(Items listed in a dataset)

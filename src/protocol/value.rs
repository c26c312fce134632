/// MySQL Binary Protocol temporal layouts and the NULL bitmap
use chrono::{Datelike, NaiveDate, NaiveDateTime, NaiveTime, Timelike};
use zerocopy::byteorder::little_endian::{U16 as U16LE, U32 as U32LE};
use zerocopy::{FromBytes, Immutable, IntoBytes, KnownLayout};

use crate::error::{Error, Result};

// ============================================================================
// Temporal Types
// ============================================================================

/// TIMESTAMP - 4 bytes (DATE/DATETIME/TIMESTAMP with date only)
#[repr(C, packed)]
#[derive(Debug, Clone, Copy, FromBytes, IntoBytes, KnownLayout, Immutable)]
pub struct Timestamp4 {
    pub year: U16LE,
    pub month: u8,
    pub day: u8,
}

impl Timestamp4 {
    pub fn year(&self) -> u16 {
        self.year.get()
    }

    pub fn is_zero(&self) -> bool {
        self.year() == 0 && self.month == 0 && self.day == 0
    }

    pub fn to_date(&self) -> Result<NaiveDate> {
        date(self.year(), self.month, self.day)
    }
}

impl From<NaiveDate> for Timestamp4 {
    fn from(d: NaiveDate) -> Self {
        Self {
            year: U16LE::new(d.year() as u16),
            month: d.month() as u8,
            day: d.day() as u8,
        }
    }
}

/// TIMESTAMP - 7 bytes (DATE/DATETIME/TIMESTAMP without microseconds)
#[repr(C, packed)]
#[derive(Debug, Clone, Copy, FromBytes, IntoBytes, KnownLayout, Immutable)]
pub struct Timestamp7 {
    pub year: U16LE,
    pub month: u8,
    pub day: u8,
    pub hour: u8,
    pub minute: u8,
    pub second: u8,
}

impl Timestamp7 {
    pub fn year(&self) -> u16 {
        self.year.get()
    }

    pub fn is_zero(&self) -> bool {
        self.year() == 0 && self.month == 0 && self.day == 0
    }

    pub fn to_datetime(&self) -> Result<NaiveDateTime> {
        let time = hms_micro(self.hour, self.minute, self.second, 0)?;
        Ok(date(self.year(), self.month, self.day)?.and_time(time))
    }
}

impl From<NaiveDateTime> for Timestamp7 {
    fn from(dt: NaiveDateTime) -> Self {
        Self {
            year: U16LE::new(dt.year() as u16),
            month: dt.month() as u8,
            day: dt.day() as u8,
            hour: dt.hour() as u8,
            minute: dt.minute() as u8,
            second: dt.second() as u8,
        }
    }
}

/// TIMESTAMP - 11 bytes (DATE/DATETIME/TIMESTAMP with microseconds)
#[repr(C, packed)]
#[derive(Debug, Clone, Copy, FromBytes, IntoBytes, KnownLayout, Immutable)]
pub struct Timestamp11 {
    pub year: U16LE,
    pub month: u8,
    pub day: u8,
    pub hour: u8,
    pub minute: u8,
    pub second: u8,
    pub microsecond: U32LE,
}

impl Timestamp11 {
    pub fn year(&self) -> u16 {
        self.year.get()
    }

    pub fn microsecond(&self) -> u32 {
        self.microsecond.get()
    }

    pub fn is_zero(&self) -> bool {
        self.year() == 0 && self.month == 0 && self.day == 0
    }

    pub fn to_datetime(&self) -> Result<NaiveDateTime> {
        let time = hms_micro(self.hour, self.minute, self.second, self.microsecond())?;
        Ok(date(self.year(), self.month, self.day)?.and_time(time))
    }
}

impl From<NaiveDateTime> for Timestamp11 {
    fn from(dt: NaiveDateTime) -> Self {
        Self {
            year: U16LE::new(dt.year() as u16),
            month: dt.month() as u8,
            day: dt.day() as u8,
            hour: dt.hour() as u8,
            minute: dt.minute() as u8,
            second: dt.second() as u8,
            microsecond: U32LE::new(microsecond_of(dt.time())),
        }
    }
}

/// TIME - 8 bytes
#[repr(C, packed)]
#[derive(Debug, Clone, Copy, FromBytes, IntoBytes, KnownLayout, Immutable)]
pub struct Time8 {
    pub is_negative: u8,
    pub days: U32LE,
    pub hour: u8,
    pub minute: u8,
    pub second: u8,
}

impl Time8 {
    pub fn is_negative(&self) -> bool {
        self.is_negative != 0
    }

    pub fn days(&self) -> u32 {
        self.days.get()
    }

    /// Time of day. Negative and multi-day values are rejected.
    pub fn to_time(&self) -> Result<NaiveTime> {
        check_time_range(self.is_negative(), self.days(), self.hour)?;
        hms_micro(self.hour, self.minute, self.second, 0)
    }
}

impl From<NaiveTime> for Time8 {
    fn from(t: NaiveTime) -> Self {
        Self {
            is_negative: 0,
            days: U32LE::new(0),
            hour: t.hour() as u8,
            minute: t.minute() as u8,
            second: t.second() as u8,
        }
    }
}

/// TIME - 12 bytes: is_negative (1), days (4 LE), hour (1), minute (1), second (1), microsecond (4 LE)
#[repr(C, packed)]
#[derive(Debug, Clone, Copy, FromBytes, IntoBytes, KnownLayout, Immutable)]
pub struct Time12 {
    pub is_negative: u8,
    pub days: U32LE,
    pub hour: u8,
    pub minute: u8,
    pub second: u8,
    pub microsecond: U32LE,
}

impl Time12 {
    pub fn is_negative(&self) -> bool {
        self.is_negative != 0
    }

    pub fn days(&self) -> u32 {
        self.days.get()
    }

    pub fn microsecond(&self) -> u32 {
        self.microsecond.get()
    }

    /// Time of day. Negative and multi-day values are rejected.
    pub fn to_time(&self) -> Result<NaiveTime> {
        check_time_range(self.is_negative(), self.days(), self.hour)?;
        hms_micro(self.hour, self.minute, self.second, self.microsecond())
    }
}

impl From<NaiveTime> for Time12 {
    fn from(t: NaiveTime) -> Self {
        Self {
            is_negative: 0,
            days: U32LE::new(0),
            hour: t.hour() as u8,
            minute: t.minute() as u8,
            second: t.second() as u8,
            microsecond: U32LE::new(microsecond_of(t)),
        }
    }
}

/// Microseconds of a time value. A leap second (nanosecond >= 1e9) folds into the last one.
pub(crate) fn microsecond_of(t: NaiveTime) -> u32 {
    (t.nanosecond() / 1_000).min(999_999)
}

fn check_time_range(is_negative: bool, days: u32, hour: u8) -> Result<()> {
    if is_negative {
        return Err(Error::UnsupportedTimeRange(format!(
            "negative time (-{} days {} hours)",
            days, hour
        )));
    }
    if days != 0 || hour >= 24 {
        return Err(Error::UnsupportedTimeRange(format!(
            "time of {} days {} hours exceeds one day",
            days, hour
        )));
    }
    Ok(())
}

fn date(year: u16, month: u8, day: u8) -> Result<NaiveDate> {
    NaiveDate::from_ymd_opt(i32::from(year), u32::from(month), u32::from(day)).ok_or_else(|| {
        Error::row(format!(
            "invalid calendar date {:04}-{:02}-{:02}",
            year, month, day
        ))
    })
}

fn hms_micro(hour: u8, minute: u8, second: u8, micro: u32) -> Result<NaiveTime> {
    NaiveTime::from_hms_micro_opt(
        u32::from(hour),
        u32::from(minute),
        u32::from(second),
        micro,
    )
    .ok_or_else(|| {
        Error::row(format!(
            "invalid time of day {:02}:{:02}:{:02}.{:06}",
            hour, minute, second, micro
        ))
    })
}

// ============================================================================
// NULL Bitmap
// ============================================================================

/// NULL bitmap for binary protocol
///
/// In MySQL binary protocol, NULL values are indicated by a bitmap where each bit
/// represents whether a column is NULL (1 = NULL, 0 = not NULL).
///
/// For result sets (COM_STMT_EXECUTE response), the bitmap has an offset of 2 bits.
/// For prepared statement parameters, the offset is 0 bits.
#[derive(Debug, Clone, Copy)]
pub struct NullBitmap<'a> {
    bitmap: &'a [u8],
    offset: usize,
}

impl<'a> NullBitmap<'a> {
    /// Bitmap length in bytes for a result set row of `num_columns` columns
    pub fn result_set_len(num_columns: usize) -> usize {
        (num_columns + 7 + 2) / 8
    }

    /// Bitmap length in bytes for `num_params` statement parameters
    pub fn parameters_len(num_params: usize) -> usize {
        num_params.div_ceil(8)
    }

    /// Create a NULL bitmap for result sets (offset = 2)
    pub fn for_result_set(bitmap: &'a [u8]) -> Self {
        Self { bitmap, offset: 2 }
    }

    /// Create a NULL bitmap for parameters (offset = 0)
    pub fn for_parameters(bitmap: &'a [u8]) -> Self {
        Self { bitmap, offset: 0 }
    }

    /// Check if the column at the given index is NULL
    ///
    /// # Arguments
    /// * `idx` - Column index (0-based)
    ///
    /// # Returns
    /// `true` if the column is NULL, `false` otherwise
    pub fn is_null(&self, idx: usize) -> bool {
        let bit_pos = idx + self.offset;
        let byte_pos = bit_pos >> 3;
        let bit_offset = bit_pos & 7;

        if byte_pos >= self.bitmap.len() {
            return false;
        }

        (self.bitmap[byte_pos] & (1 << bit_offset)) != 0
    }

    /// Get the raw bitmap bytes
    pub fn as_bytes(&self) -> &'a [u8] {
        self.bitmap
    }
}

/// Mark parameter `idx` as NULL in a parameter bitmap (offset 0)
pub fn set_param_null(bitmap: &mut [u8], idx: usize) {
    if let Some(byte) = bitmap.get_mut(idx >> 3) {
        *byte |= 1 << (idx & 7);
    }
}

## AIM OF THE TASK
Which lines of the records above hold the word "statement"? Copy each one out.

## SOLVED PROBLEM
/// For prepared statement parameters, the offset is 0 bits.
    /// Bitmap length in bytes for `num_params` statement parameters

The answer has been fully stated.